# 22 Hornet



## zogman (Mar 20, 2002)

I have a 17 HMR CZ that never gets used. So I am thinking of going to the 22 Hornet.
Small varmits at under 200 yards

What is everyones thoughts??? Ruger offers 2 models one has a 24" barrel the other a 20" barrel. I am leaning to the 20". Anyone have one and use it alot??


----------



## Plainsman (Jul 30, 2003)

I used a Winchester model 43 in 22 Hornet for years. Ten grains of 2400 is what I think I loaded with a 40 gr bullet. It's not that loud, cheap to reload, and I even shot two deer with it. As a kid growing up (the rifle was my fathers, then mine, now one of my son's) I reloaded that rifle using the old $4.50 Lee loader that you used a hammer to load with. I put a lot of rounds through that old rifle, and you would need a truck to haul the critters I put down with it.

My oldest son has a CZ in 22 Hornet and really likes the set trigger. I have thought about buying a single shot Hornet. The 17 KHornet looks very tempting too.


----------



## People (Jan 17, 2005)

I have a Ruger m77 22hornet I use it for 100yds and less. I have only been able to get about one inch groups at best. There are far better rifles in that caliber than this Ruger. There are fixes to make them shoot better but there are better options than that rifle.

"Let the Bodies Hit the Floor" was originally written as Chuck Norris' theme song.


----------



## spentwings (Apr 25, 2007)

I really like the Hornet zog especially with the fairly new Lil Gun powder.
I have two Hornet barrels for my TC Contender Carbine, but the Contender is almost as hold sensitive as a springer airgun.
Unless you have an aversion to single shots,,,I'd consider a TC Encore in that caliber before the Ruger.


----------



## Plainsman (Jul 30, 2003)

Hey Zogman I just got my Guns Magazine.
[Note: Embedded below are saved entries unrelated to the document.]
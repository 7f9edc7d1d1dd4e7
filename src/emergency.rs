//! Emergency handling and safe-route recommendations.

use std::collections::HashMap;

use lazy_static::lazy_static;
use serde::Serialize;

use crate::error::Result;
use crate::geo_math::{GeoPoint, validate_distance};
use crate::hazard::HazardFilter;
use crate::proximity::ProximityQueryService;
use crate::route::RouteSafetyEvaluator;

pub const EMERGENCY_RADIUS_METERS: f64 = 500.0;
pub const ROUTE_BUFFER_METERS: f64 = 100.0;

const GENERIC_GUIDE: &str = "\
General emergency guide:
1. Stay calm and assess the situation
2. Call emergency services (119) if needed
3. Move to a safe place
4. Ask people nearby for help";

lazy_static! {
    /// Guide text per emergency type. Keys are upper case.
    static ref EMERGENCY_GUIDES: HashMap<&'static str, &'static str> = HashMap::from([
        (
            "AGGRESSIVE_DOG",
            "\
Aggressive dog guide:
1. Avoid sudden movements and back away slowly
2. Avoid direct eye contact
3. Stay calm and do not shout
4. Shield yourself with an object and call 119",
        ),
        (
            "TRAFFIC_ACCIDENT",
            "\
Traffic accident guide:
1. Move to a safe place immediately
2. Call 119 and 112
3. Give first aid to anyone injured
4. Preserve the scene and take photos",
        ),
        (
            "LOST_PET",
            "\
Lost pet guide:
1. Search the area right away and call your pet's name
2. Check the places you visited recently
3. Report to the local animal shelter and police
4. Post a missing notice on social media and community boards",
        ),
    ]);
}

/// Guide for `emergency_type`, or the generic guide when the type is unknown.
pub fn guide_for(emergency_type: &str) -> &'static str {
    let key = emergency_type.trim().to_ascii_uppercase();
    EMERGENCY_GUIDES
        .get(key.as_str())
        .copied()
        .unwrap_or(GENERIC_GUIDE)
}

#[derive(Debug, Clone, PartialEq, Serialize)]
#[serde(rename_all = "camelCase")]
pub struct EmergencyResponse {
    pub latitude: f64,
    pub longitude: f64,
    pub emergency_type: String,
    pub has_nearby_hazards: bool,
    pub nearby_hazard_count: usize,
    pub recommendation: String,
    pub guide_text: String,
}

#[derive(Debug, Clone, PartialEq, Serialize)]
#[serde(rename_all = "camelCase")]
pub struct SafeRouteRecommendation {
    pub has_alternative_route: bool,
    #[serde(skip_serializing_if = "Option::is_none")]
    pub reason: Option<String>,
    pub recommendation: String,
}

#[derive(Clone)]
pub struct EmergencyCoordinator {
    proximity: ProximityQueryService,
    routes: RouteSafetyEvaluator,
    emergency_radius_meters: f64,
    route_buffer_meters: f64,
}

impl EmergencyCoordinator {
    pub fn new(proximity: ProximityQueryService) -> Self {
        Self {
            routes: RouteSafetyEvaluator::new(proximity.clone()),
            proximity,
            emergency_radius_meters: EMERGENCY_RADIUS_METERS,
            route_buffer_meters: ROUTE_BUFFER_METERS,
        }
    }

    pub fn with_distances(
        mut self,
        emergency_radius_meters: f64,
        route_buffer_meters: f64,
    ) -> Result<Self> {
        self.emergency_radius_meters =
            validate_distance("emergency radius", emergency_radius_meters)?;
        self.route_buffer_meters = validate_distance("route buffer", route_buffer_meters)?;
        Ok(self)
    }

    /// Counts hazards around the caller and attaches the guide for
    /// `emergency_type`. Never writes to the index.
    pub fn handle_emergency(
        &self,
        latitude: f64,
        longitude: f64,
        emergency_type: &str,
    ) -> Result<EmergencyResponse> {
        let point = GeoPoint::new(latitude, longitude)?;
        tracing::info!(
            "Emergency reported: type={}, location=({}, {})",
            emergency_type,
            latitude,
            longitude
        );

        let nearby = self.proximity.find_within_radius(
            &point,
            Some(self.emergency_radius_meters),
            &HazardFilter::default(),
        )?;
        let count = nearby.len();
        let recommendation = if count > 0 {
            format!("Hazards nearby: {}. Move along a safe route.", count)
        } else {
            "Your current location is relatively safe. Move to the nearest safe area.".to_string()
        };

        Ok(EmergencyResponse {
            latitude,
            longitude,
            emergency_type: emergency_type.to_string(),
            has_nearby_hazards: count > 0,
            nearby_hazard_count: count,
            recommendation,
            guide_text: guide_for(emergency_type).to_string(),
        })
    }

    pub fn recommend_safe_route(
        &self,
        start_lat: f64,
        start_lon: f64,
        end_lat: f64,
        end_lon: f64,
    ) -> Result<SafeRouteRecommendation> {
        let start = GeoPoint::new(start_lat, start_lon)?;
        let end = GeoPoint::new(end_lat, end_lon)?;
        self.recommend_safe_route_via(&[start, end])
    }

    pub fn recommend_safe_route_via(
        &self,
        waypoints: &[GeoPoint],
    ) -> Result<SafeRouteRecommendation> {
        let safety = self.routes.evaluate(waypoints, self.route_buffer_meters)?;

        if safety.has_hazard {
            tracing::info!(
                "Route of {} segments passes {} hazards",
                safety.segments_checked,
                safety.hazards.len()
            );
            Ok(SafeRouteRecommendation {
                has_alternative_route: true,
                reason: Some("Hazards were found along the direct route.".to_string()),
                recommendation: "Take a detour or travel at a different time.".to_string(),
            })
        } else {
            Ok(SafeRouteRecommendation {
                has_alternative_route: false,
                reason: None,
                recommendation: "The current route is safe.".to_string(),
            })
        }
    }
}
Guess what Hornady just came out with. Tiny-Mite is the name of the article and it's about Hornady's new 17 Hornet.

Testing it they shot prairie dogs to 300 yards. The guy said there was little to no recoil and you could see your hits. It puts out a 20 gr bullet at 3650 which he describes as explodes prairie dogs. It looks a lot like the K-Hornet. The article used a Savage model 25.


----------



## zogman (Mar 20, 2002)

Plainsman, Yea that maybe the way to go. :sniper:

People, Is yours the 20 inch barrel?? If so do you want to get rid of it??


----------